Synonymous with style, sophistication and grace, Kanjeevaram sarees have been an integral part of the wardrobe of South Indian women for centuries. Mostly worn during weddings and festivals, they not only look rich and beautiful but also hold traditional importance. The distinct feature of these sarees is the excessive use of real gold zari threads. Its lustre and luxurious drape make it a premium choice among shoppers. The sarees are crafted with superior-quality silk, and most of them are woven with heavy-plied Mulberry silk yarn, to increase their weight and ensure durability. This also adds to the saree’s shine and life, making it a family heirloom in most South Indian homes. The use of heavy silk ensures that the saree drapes better, making the wearer look graceful. To increase the fabric’s thickness, sometimes the yarn is dipped in rice starch and sun-dried.

Kanjeevaram sarees had a humble beginning during the Pallava reign (275 CE to 897 CE). Born in the temple town of Kanchipuram, the idea of Kanjeevaram was conceived to dress the town’s resident god, Lord Shiva, during festivals. A cotton veshti (a traditional men’s garment worn in South India), woven by expert weavers from the finest cotton grown in the region, became a sacred offering to the god. As thrones changed hands over time, so did the gods in the temples of the town. Under the rule of the Chola kings, more and more temples were built in Kanchipuram and were dedicated to Lord Vishnu. The cotton veshti was enhanced with the attachment of a brightly-coloured silk border that was embellished with gold threads. This addition was done by expert Saurashtrian weavers, who are believed to have migrated to Tamil Nadu from Saurashtra (present-day Gujarat). They created the famous korvai technique of weaving to interlace the border to the body of the fabric. Gradually, cotton was replaced with silk, which was purer and more luxurious, and ideal for the worship of  Lord Vishnu. 

Kanchipuram rose to fame in the 13th century when the Vijayangar kings, considered to be great patrons of art and culture, succeeded the Cholas. King Krishna Deva Raya (1509-1529), of the Vijayanagar empire, promoted weaving and had special sarees made for royal women during festivals and weddings. A local legend says that the silk weavers of Kanchipuram are descendants of sage Markanda, who was considered to be the master weaver for the gods. This story may also have been inspired by the patterns on the sarees woven here, which were drawn from scriptures and figures of gods and goddess from nearby temples.  
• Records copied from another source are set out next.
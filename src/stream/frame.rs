use memchr::memmem;
use serde_json::Value;

/// Prefix every payload line must start with.
pub const DATA_PREFIX: &[u8] = b"data: ";
/// End-of-stream sentinel carried by the terminal line.
pub const DONE_SENTINEL: &[u8] = b"[DONE]";

/// Classification of one complete line of the streaming protocol.
#[derive(Debug, Clone, PartialEq)]
pub enum Frame {
    /// A payload line whose remainder decoded as JSON.
    Data(Value),
    /// The end-of-stream line; forwarded verbatim, never decoded.
    Terminal,
    /// Blank, comment, foreign-prefix or undecodable lines.
    Ignorable,
}

/// Classify a complete line (terminator already removed).
#[must_use]
pub fn classify(line: &[u8]) -> Frame {
    let Some(payload) = line.strip_prefix(DATA_PREFIX) else {
        return Frame::Ignorable;
    };
    if memmem::find(payload, DONE_SENTINEL).is_some() {
        return Frame::Terminal;
    }
    match serde_json::from_slice::<Value>(payload) {
        Ok(record) => Frame::Data(record),
        Err(err) => {
            tracing::trace!(error = %err, len = payload.len(), "dropping undecodable data frame");
            Frame::Ignorable
        }
    }
}

#[cfg(test)]
mod tests {
    use super::*;
    use serde_json::json;

    #[test]
    fn test_data_frame_decodes_record() {
        let frame = classify(br#"data: {"choices":[{"delta":{"content":"hi"}}]}"#);
        assert_eq!(
            frame,
            Frame::Data(json!({"choices":[{"delta":{"content":"hi"}}]}))
        );
    }

    #[test]
    fn test_trailing_carriage_return_still_decodes() {
        let frame = classify(b"data: {\"id\":1}\r");
        assert_eq!(frame, Frame::Data(json!({"id": 1})));
    }

    #[test]
    fn test_terminal_sentinel() {
        assert_eq!(classify(b"data: [DONE]"), Frame::Terminal);
        assert_eq!(classify(b"data: [DONE]\r"), Frame::Terminal);
    }

    #[test]
    fn test_lines_without_prefix_are_ignorable() {
        for line in [
            b"".as_slice(),
            b": keep-alive".as_slice(),
            b"event: message".as_slice(),
            b"[DONE]".as_slice(),
            br#"{"choices":[]}"#.as_slice(),
            b"data:[DONE]".as_slice(),
            b"DATA: [DONE]".as_slice(),
            b" data: [DONE]".as_slice(),
        ] {
            assert_eq!(classify(line), Frame::Ignorable, "{line:?}");
        }
    }

    #[test]
    fn test_malformed_payload_is_ignorable() {
        assert_eq!(classify(br#"data: {"choices":[{"delta""#), Frame::Ignorable);
        assert_eq!(classify(b"data: "), Frame::Ignorable);
        assert_eq!(classify(b"data: not json"), Frame::Ignorable);
    }
}
pub mod chat;
pub(crate) mod error_shapes;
Kanjeevaram sarees are believed to be auspicious and bring good luck to the bride. They are mostly woven in bridal colours like vermilion red and turmeric yellow. The muthu kattam check pattern of these sarees symbolise the harmonious relationship between the bride and groom. They also feature a half-diamond wall lamp niche design, called arai maadam, representing equality between husband and wife.

Even the purchase of a Kanjeevaram is a part of the wedding ritual, and the knowledge of buying the right saree for the trousseau is passed on from generation to generation.